:: Directions ::
Which lines of the data below hold "errcode"? Copy each of them.

:: Source material ::
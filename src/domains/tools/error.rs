//! Tool-specific error types.

use rmcp::ErrorData as McpError;
use thiserror::Error;

use crate::domains::yapi::{NormalizedError, YapiError, map_classified_failure};

/// Errors a tool call can end with.
///
/// Every variant is produced exactly once at the tool boundary; a value
/// that is already a `ToolError` is passed on as-is.
#[derive(Debug, Error)]
pub enum ToolError {
    /// YApi rejected the call (HTTP status or embedded errcode).
    #[error("{0}")]
    Remote(NormalizedError),

    /// Input rejected before any request was made.
    #[error("parameter validation failed: {0}")]
    Validation(String),

    /// Anything else, prefixed with the operation that failed.
    #[error("{operation} failed: {message}")]
    OperationFailed {
        operation: &'static str,
        message: String,
    },
}

impl ToolError {
    /// Create a new validation error.
    pub fn validation(msg: impl Into<String>) -> Self {
        Self::Validation(msg.into())
    }

    /// Create a new operation failure.
    pub fn operation_failed(operation: &'static str, msg: impl std::fmt::Display) -> Self {
        Self::OperationFailed {
            operation,
            message: msg.to_string(),
        }
    }

    /// Classify a client failure for the given operation.
    pub fn from_yapi(operation: &'static str, error: YapiError) -> Self {
        match error {
            YapiError::Status {
                status,
                http_status,
                errcode,
                body,
            } => Self::Remote(map_classified_failure(status, http_status, errcode, &body)),
            YapiError::Validation(msg) => Self::Validation(msg),
            other => Self::operation_failed(operation, other),
        }
    }

    /// Convert into the MCP error returned to the client.
    pub fn into_mcp_error(self) -> McpError {
        match self {
            Self::Remote(normalized) => normalized.into_mcp_error(),
            Self::Validation(_) => McpError::invalid_params(self.to_string(), None),
            Self::OperationFailed { .. } => McpError::internal_error(self.to_string(), None),
        }
    }
}

#[cfg(test)]
mod tests {
    use super::*;
    use crate::domains::yapi::FailureKind;

    #[test]
    fn test_status_errors_are_mapped() {
        let err = ToolError::from_yapi("get", YapiError::http_status(401, ""));
        match &err {
            ToolError::Remote(n) => assert_eq!(n.kind, FailureKind::AuthFailed),
            other => panic!("unexpected error: {other:?}"),
        }
        assert_eq!(err.into_mcp_error().code.0, -32001);
    }

    #[test]
    fn test_embedded_errors_are_mapped() {
        let body = r#"{"errcode":490,"errmsg":"不存在的"}"#;
        let err = ToolError::from_yapi("get", YapiError::embedded(200, 490, body));
        let mcp = err.into_mcp_error();
        assert_eq!(mcp.code.0, -32002);
        assert_eq!(mcp.message, "resource not found: 不存在的");

        let data = mcp.data.unwrap();
        assert_eq!(data["httpStatus"], 200);
        assert_eq!(data["errcode"], 490);
    }

    #[test]
    fn test_validation_prefix() {
        let err = ToolError::from_yapi("save", YapiError::validation("missing required fields for create: title"));
        assert_eq!(
            err.to_string(),
            "parameter validation failed: missing required fields for create: title"
        );
        assert_eq!(err.into_mcp_error().code.0, -32602);
    }

    #[test]
    fn test_other_errors_get_operation_prefix() {
        let err = ToolError::from_yapi("search", YapiError::decode("missing data"));
        assert_eq!(err.to_string(), "search failed: unexpected response: missing data");
        assert_eq!(err.into_mcp_error().code.0, -32603);
    }
}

:: Solution to this task ::
    /// YApi rejected the call (HTTP status or embedded errcode).
                errcode,
            } => Self::Remote(map_classified_failure(status, http_status, errcode, &body)),
        let body = r#"{"errcode":490,"errmsg":"不存在的"}"#;
        assert_eq!(data["errcode"], 490);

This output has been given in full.